▸ What you have to do
Every line in the records below that holds "return" must be identified and copied.

▸ Excerpted data
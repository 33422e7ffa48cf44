use std::collections::{BTreeMap, BTreeSet};

use crate::error::{AllocationError, RejectionKind};
use crate::library::DeviceDiscovery;
use crate::request::MemoryAllocationRequest;
use crate::rules::RequestRule;
use crate::types::IMCS_PER_SOCKET;

/// Memory mode needs manageable modules behind both memory controllers of
/// every socket the request touches.
pub struct Reject2LMGoalWhenAEPDimmsAreNotInBothIMCs {
    controllers_by_socket: BTreeMap<u16, BTreeSet<u16>>,
}

impl Reject2LMGoalWhenAEPDimmsAreNotInBothIMCs {
    pub fn new(manageable: Vec<DeviceDiscovery>) -> Self {
        let mut controllers_by_socket: BTreeMap<u16, BTreeSet<u16>> = BTreeMap::new();
        for device in manageable {
            controllers_by_socket
                .entry(device.socket_id)
                .or_default()
                .insert(device.memory_controller_id);
        }
        Self {
            controllers_by_socket,
        }
    }
}

impl RequestRule for Reject2LMGoalWhenAEPDimmsAreNotInBothIMCs {
    fn name(&self) -> &'static str {
        "reject_2lm_when_dimms_not_in_both_imcs"
    }

    fn verify(&self, request: &MemoryAllocationRequest) -> Result<(), AllocationError> {
        if request.memory_mode_capacity_gib() == 0 {
            return Ok(());
        }
        for socket in request.sockets() {
            let populated = self
                .controllers_by_socket
                .get(&socket)
                .map_or(0, BTreeSet::len);
            if populated != IMCS_PER_SOCKET {
                tracing::debug!(target: "nvmem.alloc", socket, populated, "memory mode needs both controllers");
                return Err(RejectionKind::BadRequestNoAEPInOneOfTheiMCs.into());
            }
        }
        Ok(())
    }
}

▸ Solution to the problem
            return Ok(());
                return Err(RejectionKind::BadRequestNoAEPInOneOfTheiMCs.into());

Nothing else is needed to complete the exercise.